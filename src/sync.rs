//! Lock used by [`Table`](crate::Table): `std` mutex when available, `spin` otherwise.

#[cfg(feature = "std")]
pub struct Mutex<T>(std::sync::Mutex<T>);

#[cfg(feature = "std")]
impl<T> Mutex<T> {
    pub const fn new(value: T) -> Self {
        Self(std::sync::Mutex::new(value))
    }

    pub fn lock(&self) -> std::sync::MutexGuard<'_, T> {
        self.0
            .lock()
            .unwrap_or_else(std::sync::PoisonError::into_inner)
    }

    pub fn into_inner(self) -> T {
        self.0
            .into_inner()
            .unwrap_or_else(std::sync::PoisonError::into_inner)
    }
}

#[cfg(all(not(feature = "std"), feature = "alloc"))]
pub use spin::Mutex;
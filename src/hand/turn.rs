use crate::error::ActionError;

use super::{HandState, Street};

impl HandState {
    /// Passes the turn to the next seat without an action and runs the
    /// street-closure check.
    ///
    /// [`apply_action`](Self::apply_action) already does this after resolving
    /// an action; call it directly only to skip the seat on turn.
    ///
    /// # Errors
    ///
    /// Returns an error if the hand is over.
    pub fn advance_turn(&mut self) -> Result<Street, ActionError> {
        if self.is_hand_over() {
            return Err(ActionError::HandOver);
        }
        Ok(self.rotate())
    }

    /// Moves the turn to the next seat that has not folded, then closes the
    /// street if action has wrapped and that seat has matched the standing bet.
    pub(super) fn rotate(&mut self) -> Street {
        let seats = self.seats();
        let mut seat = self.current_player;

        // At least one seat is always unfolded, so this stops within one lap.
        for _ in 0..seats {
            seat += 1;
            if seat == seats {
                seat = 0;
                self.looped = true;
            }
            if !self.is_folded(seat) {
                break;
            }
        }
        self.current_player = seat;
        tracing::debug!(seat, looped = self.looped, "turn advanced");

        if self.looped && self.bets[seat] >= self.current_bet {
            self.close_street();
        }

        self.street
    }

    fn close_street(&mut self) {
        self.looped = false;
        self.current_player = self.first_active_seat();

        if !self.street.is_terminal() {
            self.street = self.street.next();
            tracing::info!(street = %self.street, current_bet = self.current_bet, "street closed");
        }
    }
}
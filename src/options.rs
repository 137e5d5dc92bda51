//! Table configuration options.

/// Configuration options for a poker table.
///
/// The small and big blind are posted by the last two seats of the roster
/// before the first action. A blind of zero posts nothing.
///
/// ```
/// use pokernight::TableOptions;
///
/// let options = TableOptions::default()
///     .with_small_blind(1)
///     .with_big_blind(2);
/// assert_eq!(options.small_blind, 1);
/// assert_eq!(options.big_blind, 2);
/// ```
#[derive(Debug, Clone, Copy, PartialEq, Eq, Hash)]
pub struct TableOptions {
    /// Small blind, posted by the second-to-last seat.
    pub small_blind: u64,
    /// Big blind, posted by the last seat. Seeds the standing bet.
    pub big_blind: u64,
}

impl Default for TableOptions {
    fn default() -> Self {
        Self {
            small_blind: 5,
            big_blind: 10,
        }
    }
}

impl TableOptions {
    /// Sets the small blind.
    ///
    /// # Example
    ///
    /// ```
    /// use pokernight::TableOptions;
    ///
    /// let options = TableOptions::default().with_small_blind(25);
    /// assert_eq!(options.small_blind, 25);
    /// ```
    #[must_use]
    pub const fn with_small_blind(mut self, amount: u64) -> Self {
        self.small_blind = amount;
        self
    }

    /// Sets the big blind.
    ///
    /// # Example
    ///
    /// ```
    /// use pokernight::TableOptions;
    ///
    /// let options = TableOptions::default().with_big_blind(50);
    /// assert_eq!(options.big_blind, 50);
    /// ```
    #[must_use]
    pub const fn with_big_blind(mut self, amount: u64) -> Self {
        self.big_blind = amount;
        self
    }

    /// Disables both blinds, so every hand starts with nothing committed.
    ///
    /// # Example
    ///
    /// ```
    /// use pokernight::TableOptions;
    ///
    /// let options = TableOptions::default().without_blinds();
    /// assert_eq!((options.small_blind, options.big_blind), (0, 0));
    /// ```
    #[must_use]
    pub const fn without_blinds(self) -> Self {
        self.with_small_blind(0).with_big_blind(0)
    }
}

Requirement: Begin at the first line of the entries above and copy every line exactly, ending with the line that contains "pub const fn new(value: T)".

Solution:
filename src/sync.rs
//! Lock used by [`Table`](crate::Table): `std` mutex when available, `spin` otherwise.

#[cfg(feature = "std")]
pub struct Mutex<T>(std::sync::Mutex<T>);

#[cfg(feature = "std")]
impl<T> Mutex<T> {
    pub const fn new(value: T) -> Self {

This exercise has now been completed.